Another issue that presents itself is the use of U.S. mail. Because the materials Method tests have to come directly from the companies selling them, the company has three cars that depart from Tampa six days a week in order to make pickups and deliveries. To meet state laws, two people have to be in each car. Mail and other services aren’t an option because they cross state lines.

That pick up and delivery system is one of the biggest reason Method chose Tampa as its home base. The city is central to the entire state and all the central points are within a day’s drive.

But one of the most interesting examples of how the federal government affects Method is the company’s new 7,300-square-foot lab opening in Brandon later this year.

The facility is considerably larger than the 2,800 square feet lab near Tampa’s port and will also allow the company to grow from 20 to 50 employees.

Browning, though, would have preferred to stay where he is.

While there was no problem getting a commercial real estate broker to help Method find the space and the company had no issues with landlords renting to it, the federal government is the one that got in the way.

“The reason why we’re not expanding in our current facility is because the landlords sold their property to a company that has federal grants, so they can't have cannabis companies in here,” Browning say. Method, because it was grandfathered in could have stayed, but it wouldn’t have been allowed to expand.

The problem is if Method had been allowed to expand in its current space, the company that bought the property would have lost its federal grants. “It’s not like the (new) landlord didn’t want to do it. They wanted to, it’s just that that’s how the federal government has set it up.”

 

Joint effort

Before getting into the cannabis business, Browning spent years managing, consulting and operating a number of companies. After leaving his position as managing director at Alvarez and Marsal, a professional services firm, he moved to Parallel Brands, a cannabis company in about 2016.

Browning says, other than his parent’s initial hesitation, the decision to get into the industry was a simple one. That’s because he believed in the positive health effects of cannabis and how it helps people. And he believed it had a place in the medical field.

“I was not hesitant from that perspective,” he says. “But back a few years ago, you know, there was kind of a stigma. ‘Oh, you do marijuana?’ Like you’re a black market person, right? But no, I never had a hesitation, I think it was more of how can I help run a business and build a business for someone. And that's how I look at this.”

“Same thing here,” he says of Method. “How can I give good customer service? How can I help (with) good science? How can I be a good steward to the state to ensure the safety of the product? And kind of where I come from.”

It was at Parallel that he met Rob Radke, whom he would later co-found Method with.

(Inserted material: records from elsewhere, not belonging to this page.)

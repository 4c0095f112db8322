use crate::frame::{landmark, HandFrame};
use serde::{Deserialize, Serialize};

/// Classified gesture label. `None` covers both "no hand in frame" and
/// "hand matched no rule".
#[derive(Debug, Clone, Copy, PartialEq, Eq, Serialize, Deserialize)]
#[serde(rename_all = "lowercase")]
pub enum Gesture {
    None,
    Fist,
    Palm,
    ThumbsUp,
    Peace,
    Point,
}

impl Gesture {
    pub fn as_str(&self) -> &'static str {
        match self {
            Gesture::None => "none",
            Gesture::Fist => "fist",
            Gesture::Palm => "palm",
            Gesture::ThumbsUp => "thumbsup",
            Gesture::Peace => "peace",
            Gesture::Point => "point",
        }
    }
}

/// Which joint each fingertip is measured against.
#[derive(Debug, Clone, Copy, PartialEq, Eq, Serialize, Deserialize)]
#[serde(rename_all = "lowercase")]
pub enum ReferenceJoint {
    /// Knuckle at the base of the finger.
    Mcp,
    /// First joint above the knuckle.
    Pip,
}

/// Per-finger signals derived from one frame. Index order: index, middle,
/// ring, pinky. With a nonzero threshold a finger can be neither extended
/// nor curled.
#[derive(Debug, Clone, Copy)]
pub struct FingerSignals {
    pub extended: [bool; 4],
    pub curled: [bool; 4],
    pub thumb_above_index_mcp: bool,
}

impl FingerSignals {
    pub fn extended_count(&self) -> usize {
        self.extended.iter().filter(|&&e| e).count()
    }

    pub fn curled_count(&self) -> usize {
        self.curled.iter().filter(|&&c| c).count()
    }
}

/// Condition under which a rule's label fires.
#[derive(Debug, Clone, Serialize, Deserialize)]
pub enum RuleCondition {
    /// Exactly this many of the four tracked fingers extended.
    ExtendedExactly(usize),
    /// At least this many curl signals true.
    CurledAtLeast(usize),
    /// Per-finger pattern; `None` entries are don't-cares.
    Fingers {
        extended: [Option<bool>; 4],
        curled: [Option<bool>; 4],
        thumb_above_index_mcp: bool,
    },
}

impl RuleCondition {
    fn matches(&self, signals: &FingerSignals) -> bool {
        match self {
            RuleCondition::ExtendedExactly(n) => signals.extended_count() == *n,
            RuleCondition::CurledAtLeast(n) => signals.curled_count() >= *n,
            RuleCondition::Fingers {
                extended,
                curled,
                thumb_above_index_mcp,
            } => {
                let fingers_match = extended
                    .iter()
                    .zip(signals.extended.iter())
                    .all(|(want, got)| want.map_or(true, |w| w == *got))
                    && curled
                        .iter()
                        .zip(signals.curled.iter())
                        .all(|(want, got)| want.map_or(true, |w| w == *got));
                fingers_match && (!thumb_above_index_mcp || signals.thumb_above_index_mcp)
            }
        }
    }
}

#[derive(Debug, Clone, Serialize, Deserialize)]
pub struct GestureRule {
    pub label: Gesture,
    pub when: RuleCondition,
}

/// A classification vocabulary: the reference joint, the extension
/// threshold, and an ordered rule table (first match wins). The geometric
/// thresholds are tunable configuration, not fixed constants.
#[derive(Debug, Clone, Serialize, Deserialize)]
pub struct GestureVocabulary {
    pub reference: ReferenceJoint,
    pub extend_threshold: f32,
    pub rules: Vec<GestureRule>,
}

impl GestureVocabulary {
    /// Fist / palm / thumbs-up, measured against the knuckles. Fist scrolls
    /// the result list down, thumbs-up scrolls it up, palm resets the form.
    pub fn navigate() -> Self {
        Self {
            reference: ReferenceJoint::Mcp,
            extend_threshold: 0.0,
            rules: vec![
                GestureRule {
                    label: Gesture::Fist,
                    when: RuleCondition::ExtendedExactly(0),
                },
                GestureRule {
                    label: Gesture::Palm,
                    when: RuleCondition::ExtendedExactly(4),
                },
                GestureRule {
                    label: Gesture::ThumbsUp,
                    when: RuleCondition::Fingers {
                        extended: [Some(true), Some(false), None, None],
                        curled: [None; 4],
                        thumb_above_index_mcp: true,
                    },
                },
            ],
        }
    }

    /// Peace / point / fist, measured against the first finger joints with a
    /// margin. Peace scrolls the page down, point scrolls it up, fist pauses.
    pub fn scroll() -> Self {
        Self {
            reference: ReferenceJoint::Pip,
            extend_threshold: 0.05,
            rules: vec![
                GestureRule {
                    label: Gesture::Peace,
                    when: RuleCondition::Fingers {
                        extended: [Some(true), Some(true), None, None],
                        curled: [None, None, Some(true), Some(true)],
                        thumb_above_index_mcp: false,
                    },
                },
                GestureRule {
                    label: Gesture::Point,
                    when: RuleCondition::Fingers {
                        extended: [Some(true), None, None, None],
                        curled: [None, Some(true), Some(true), Some(true)],
                        thumb_above_index_mcp: false,
                    },
                },
                GestureRule {
                    label: Gesture::Fist,
                    when: RuleCondition::CurledAtLeast(4),
                },
            ],
        }
    }

    pub fn by_name(name: &str) -> Option<Self> {
        match name {
            "navigate" => Some(Self::navigate()),
            "scroll" => Some(Self::scroll()),
            _ => None,
        }
    }

    fn signals(&self, frame: &HandFrame) -> FingerSignals {
        let refs = match self.reference {
            ReferenceJoint::Mcp => [
                landmark::INDEX_MCP,
                landmark::MIDDLE_MCP,
                landmark::RING_MCP,
                landmark::PINKY_MCP,
            ],
            ReferenceJoint::Pip => [
                landmark::INDEX_PIP,
                landmark::MIDDLE_PIP,
                landmark::RING_PIP,
                landmark::PINKY_PIP,
            ],
        };
        let tips = [
            landmark::INDEX_TIP,
            landmark::MIDDLE_TIP,
            landmark::RING_TIP,
            landmark::PINKY_TIP,
        ];

        let mut extended = [false; 4];
        let mut curled = [false; 4];
        for i in 0..4 {
            let tip_y = frame.point(tips[i]).y;
            let ref_y = frame.point(refs[i]).y;
            // Smaller y is higher on screen.
            extended[i] = tip_y < ref_y - self.extend_threshold;
            curled[i] = tip_y > ref_y;
        }

        FingerSignals {
            extended,
            curled,
            thumb_above_index_mcp: frame.point(landmark::THUMB_TIP).y
                < frame.point(landmark::INDEX_MCP).y,
        }
    }

    /// Classify one frame. Pure: identical landmarks always yield the same
    /// label, with no dependency on prior frames.
    pub fn classify(&self, frame: Option<&HandFrame>) -> Gesture {
        let Some(frame) = frame else {
            return Gesture::None;
        };

        let signals = self.signals(frame);
        self.rules
            .iter()
            .find(|rule| rule.when.matches(&signals))
            .map(|rule| rule.label)
            .unwrap_or(Gesture::None)
    }
}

The two were executives with the company, Browning running the supply chain and Radke working on mergers and acquisitions before moving to manufacturing, production and product management. In their roles, they found labs were expensive and slow. And, more importantly, they couldn’t count on the results.

“We were paying a lot of money, we couldn’t get it turned around and we couldn’t rely on the results. So, Rob and I basically said, ‘Hey, why don't we start our own lab in the state of Florida,” Browning says.  They began raising money in 2019 and in 2020 and then built the facility in Tampa, hired scientists.

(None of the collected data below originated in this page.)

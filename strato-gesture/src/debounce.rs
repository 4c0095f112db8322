use crate::classify::Gesture;
use std::time::{Duration, Instant};

/// Minimum time before an identical label may re-trigger its action.
pub const DEFAULT_DEBOUNCE: Duration = Duration::from_millis(350);

/// Debounce state for dispatched gestures. A non-`None` label is accepted
/// when it differs from the last accepted label, or when the debounce window
/// has elapsed since the last acceptance. A `None` classification never
/// dispatches and never touches this state, so a briefly lost hand does not
/// reset the cadence of a held gesture.
#[derive(Debug, Clone)]
pub struct GestureState {
    last: Gesture,
    last_accepted_at: Option<Instant>,
}

impl GestureState {
    pub fn new() -> Self {
        Self {
            last: Gesture::None,
            last_accepted_at: None,
        }
    }

    pub fn last(&self) -> Gesture {
        self.last
    }

    /// Decide whether `label` fires its action at `now`. Acceptance records
    /// both the label and the timestamp.
    pub fn accept(&mut self, label: Gesture, now: Instant, window: Duration) -> bool {
        if label == Gesture::None {
            return false;
        }

        let due = match self.last_accepted_at {
            None => true,
            Some(at) => label != self.last || now.duration_since(at) > window,
        };

        if due {
            self.last = label;
            self.last_accepted_at = Some(now);
        }
        due
    }
}

impl Default for GestureState {
    fn default() -> Self {
        Self::new()
    }
}
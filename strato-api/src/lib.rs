use axum::{
    http::Method,
    routing::{get, post},
    Router,
};
use tower_http::cors::CorsLayer;
use tower_http::trace::TraceLayer;

pub mod app_config;
pub mod error;
pub mod flights;
pub mod gestures;
pub mod state;

pub use state::{build_state, AppState};

pub fn app(state: AppState) -> Router {
    // CORS Middleware
    let cors = CorsLayer::new()
        .allow_origin(tower_http::cors::Any)
        .allow_methods([Method::GET, Method::POST, Method::OPTIONS])
        .allow_headers([
            axum::http::header::CONTENT_TYPE,
            axum::http::header::USER_AGENT,
        ]);

    Router::new()
        .route("/v1/flights/search", post(flights::search_flights))
        .route("/v1/flights/sort", post(flights::sort_flights))
        .route("/v1/flights/last", get(flights::last_results))
        .route("/v1/gestures/frame", post(gestures::process_frame))
        .route("/v1/gestures/status", get(gestures::gesture_status))
        .layer(cors)
        .layer(TraceLayer::new_for_http())
        .with_state(state)
}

Browning says they raised $1 million in their first round of fundraising but won’t disclose how much they’ve raised since. He also declines to disclose revenue data. 

As for his parents, Browning says they’ve come around and what helped changed their minds were some of the ointments that helped with arthritis. They still have questions, though, and when he visits, he expects his mother to ask about the business for a half hour.

But, when you think how Florida’s laws worked just a few short years back, it’s hard to argue that being questioned by your mom for 30 minutes beats being questioned by the authorities.